But "I bought a photograph" — we rarely hear that.
The smartphone photo folder holds thousands of images.
Scenery from travels, lunch plates, kids, friends, dogs.
Maybe that's why. Photography is "to take," "to see" — but not really "to buy."
But that might just be a matter of habit.

Photography is always close at hand.
To take, to see, to share — one hand is enough.
Because of that, "photography is casual" gets etched somewhere into our minds.
But a photograph on a screen, and a photograph printed on paper, framed, hung on a wall —
they don't feel quite the same, even though we call them both "photographs."
One we'd see in a department store gallery, and one in our smartphone folder.
Both are "photographs." But they feel like different things.
What's different?
Probably "the time spent thinking about taking it" and "the single image chosen for hanging" don't really come through on screen.
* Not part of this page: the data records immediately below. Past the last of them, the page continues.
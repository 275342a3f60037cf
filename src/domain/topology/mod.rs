//! Infers which cells share a fronthaul link from how their packet loss
//! co-varies.

use std::collections::{BTreeMap, BTreeSet};

use crate::domain::config::TopologyConfig;
use crate::domain::series::CellSeries;
use crate::domain::series::frame::SeriesFrame;
use crate::domain::utils::id::{CellId, LinkId};
use crate::error::{Error, Result};

pub mod clustering;
pub mod correlation;
pub mod link_assignment;

use clustering::sweep_thresholds;
use correlation::CorrelationMatrix;
use link_assignment::assign_link_ids;

/// Link id to the ordered set of cells attached to it.
#[derive(Debug, Clone, Default, PartialEq)]
pub struct LinkTopology {
    links: BTreeMap<LinkId, BTreeSet<CellId>>,
}

/// Advisory findings of topology inference or validation. None of them is
/// fatal.
#[derive(Debug, Clone, PartialEq)]
pub enum TopologyDiagnostic {
    /// No threshold in the sweep reached the target component count.
    NotConverged { loosest_threshold: f64, components: usize, target: usize },
    /// Two anchors fell into one component; `link` was left without it.
    AnchorCollision { anchor: CellId, link: LinkId, claimed_by: LinkId },
    /// The anchor cell is not part of the data.
    AnchorMissing { anchor: CellId, link: LinkId },
    /// A known cell belongs to no link.
    UncoveredCell { cell: CellId },
    /// A cell is listed under more than one link.
    OverlappingCell { cell: CellId, links: Vec<LinkId> },
}

impl LinkTopology {
    pub fn new() -> Self {
        Self::default()
    }

    /// Adds `link` with no cells if it is not present yet.
    pub fn ensure_link(&mut self, link: LinkId) {
        self.links.entry(link).or_default();
    }

    pub fn extend_link<I: IntoIterator<Item = CellId>>(&mut self, link: LinkId, cells: I) {
        self.links.entry(link).or_default().extend(cells);
    }

    pub fn link_ids(&self) -> impl Iterator<Item = LinkId> + '_ {
        self.links.keys().copied()
    }

    pub fn cells(&self, link: LinkId) -> Option<&BTreeSet<CellId>> {
        self.links.get(&link)
    }

    pub fn iter(&self) -> impl Iterator<Item = (LinkId, &BTreeSet<CellId>)> {
        self.links.iter().map(|(link, cells)| (*link, cells))
    }

    pub fn len(&self) -> usize {
        self.links.len()
    }

    pub fn is_empty(&self) -> bool {
        self.links.is_empty()
    }

    /// Checks that the links partition `known_cells`: every known cell on
    /// some link and no cell on two links.
    pub fn validate<'a, I>(&self, known_cells: I) -> Vec<TopologyDiagnostic>
    where
        I: IntoIterator<Item = &'a CellId>,
    {
        let mut links_of: BTreeMap<&CellId, Vec<LinkId>> = BTreeMap::new();
        for (link, cells) in &self.links {
            for cell in cells {
                links_of.entry(cell).or_default().push(*link);
            }
        }

        let mut diagnostics = Vec::new();
        for cell in known_cells {
            if !links_of.contains_key(cell) {
                diagnostics.push(TopologyDiagnostic::UncoveredCell { cell: cell.clone() });
            }
        }
        for (cell, links) in links_of {
            if links.len() > 1 {
                diagnostics.push(TopologyDiagnostic::OverlappingCell { cell: cell.clone(), links });
            }
        }

        for diagnostic in &diagnostics {
            log::warn!("Topology check: {:?}", diagnostic);
        }
        diagnostics
    }
}

/// Everything topology inference produced, kept for diagnostics and
/// export.
#[derive(Debug, Clone)]
pub struct TopologyInference {
    pub topology: LinkTopology,
    pub threshold: f64,
    pub converged: bool,
    pub component_count: usize,
    pub correlation: CorrelationMatrix,
    pub diagnostics: Vec<TopologyDiagnostic>,
}

/// Reindexes all cells onto a master axis and infers the link topology.
pub fn infer_topology(series: &[CellSeries], config: &TopologyConfig) -> Result<TopologyInference> {
    let frame = SeriesFrame::reindex(series, config.timestamp_precision);
    infer_from_frame(&frame, config)
}

/// Infers the link topology of an already reindexed frame.
pub fn infer_from_frame(frame: &SeriesFrame, config: &TopologyConfig) -> Result<TopologyInference> {
    if config.target_components < 1 {
        return Err(Error::InvalidConfiguration("target component count must be at least 1".to_string()));
    }

    let correlation = CorrelationMatrix::from_frame(frame);
    let clustering = sweep_thresholds(&correlation, &config.threshold_sweep(), config.target_components);

    let mut diagnostics = Vec::new();
    if !clustering.converged {
        diagnostics.push(TopologyDiagnostic::NotConverged {
            loosest_threshold: clustering.threshold,
            components: clustering.components.len(),
            target: config.target_components,
        });
    }

    let (topology, assignment_diagnostics) = assign_link_ids(&clustering.components, config);
    diagnostics.extend(assignment_diagnostics);
    diagnostics.extend(topology.validate(frame.cells()));

    for (link, cells) in topology.iter() {
        log::info!("Link {}: {} cells", link, cells.len());
    }

    Ok(TopologyInference {
        topology,
        threshold: clustering.threshold,
        converged: clustering.converged,
        component_count: clustering.components.len(),
        correlation,
        diagnostics,
    })
}
/// One row of a raw throughput trace: kilobits carried in one symbol.
#[derive(Debug, Clone, Copy, PartialEq)]
pub struct ThroughputRecord {
    pub timestamp: f64,
    pub kbits: f64,
}

/// One row of a raw packet accounting trace.
#[derive(Debug, Clone, Copy, PartialEq)]
pub struct PacketRecord {
    pub timestamp: f64,
    pub tx: f64,
    pub rx: f64,
    /// Packets that arrived but missed their deadline.
    pub too_late: f64,
}

/// Both raw traces of one cell, as read from disk. Arrival times are
/// irregular and not necessarily sorted.
#[derive(Debug, Clone, Default, PartialEq)]
pub struct RawCellTraces {
    pub throughput: Vec<ThroughputRecord>,
    pub packets: Vec<PacketRecord>,
}
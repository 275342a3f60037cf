use serde::Serialize;
use serde::de::DeserializeOwned;
use std::fs::{self, File};
use std::io::BufWriter;
use std::path::Path;

use crate::error::{Error, Result};

/// Parses a JSON file into a given type `T`.
///
/// Errors are converted into `crate::error::Error` variants:
/// - `Error::IoError` if the file cannot be read.
/// - `Error::DeserializationError` if the JSON is malformed.
pub fn parse_json_file<T: DeserializeOwned>(file_path: impl AsRef<Path>) -> Result<T> {
    let data = fs::read_to_string(file_path).map_err(Error::IoError)?;

    let parsed_data: T = serde_json::from_str(&data).map_err(Error::DeserializationError)?;

    Ok(parsed_data)
}

/// Writes `value` as pretty-printed JSON, replacing any existing file.
pub fn write_json_file<T: Serialize>(file_path: impl AsRef<Path>, value: &T) -> Result<()> {
    let writer = BufWriter::new(File::create(file_path)?);
    serde_json::to_writer_pretty(writer, value)?;
    Ok(())
}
I think photography has two kinds.
One is "photography to record."
You keep a travel scene so you won't forget. You save your child's growth to look back on later.
This is for looking back at after taking.
The other is "photography to see."
The photographer thought "I want someone to see this moment," considered composition, read the light, printed it on paper.
This is what you display on the wall, because you want to see it every day.
Smartphone photos are mostly the former.
Photographs called "fine art" are the latter.
Both matter. But they play different roles.
Once you notice that, "buying a photograph" suddenly becomes a familiar option.

Photography is the work of holding light still.
The light that was in a certain place, at a certain moment, passes through a lens and is fixed on paper.
That moment, never to return.
If painting is the work of "drawing," photography is the work of "catching."
Chance and inevitability overlap, in the instant of a shutter click.
Whether after hours of waiting, or in a sudden moment, there is always the artist's choice.
Among hundreds of shots, choosing "this one," deciding the colour in development, choosing the paper, framing it.
That sequence of choices turns a photograph into "a work."
The one who shot it, chose it, printed it — all the same. That's a fine art photograph.
And inside the chosen image, quietly, are also the time of hundreds of unchosen ones.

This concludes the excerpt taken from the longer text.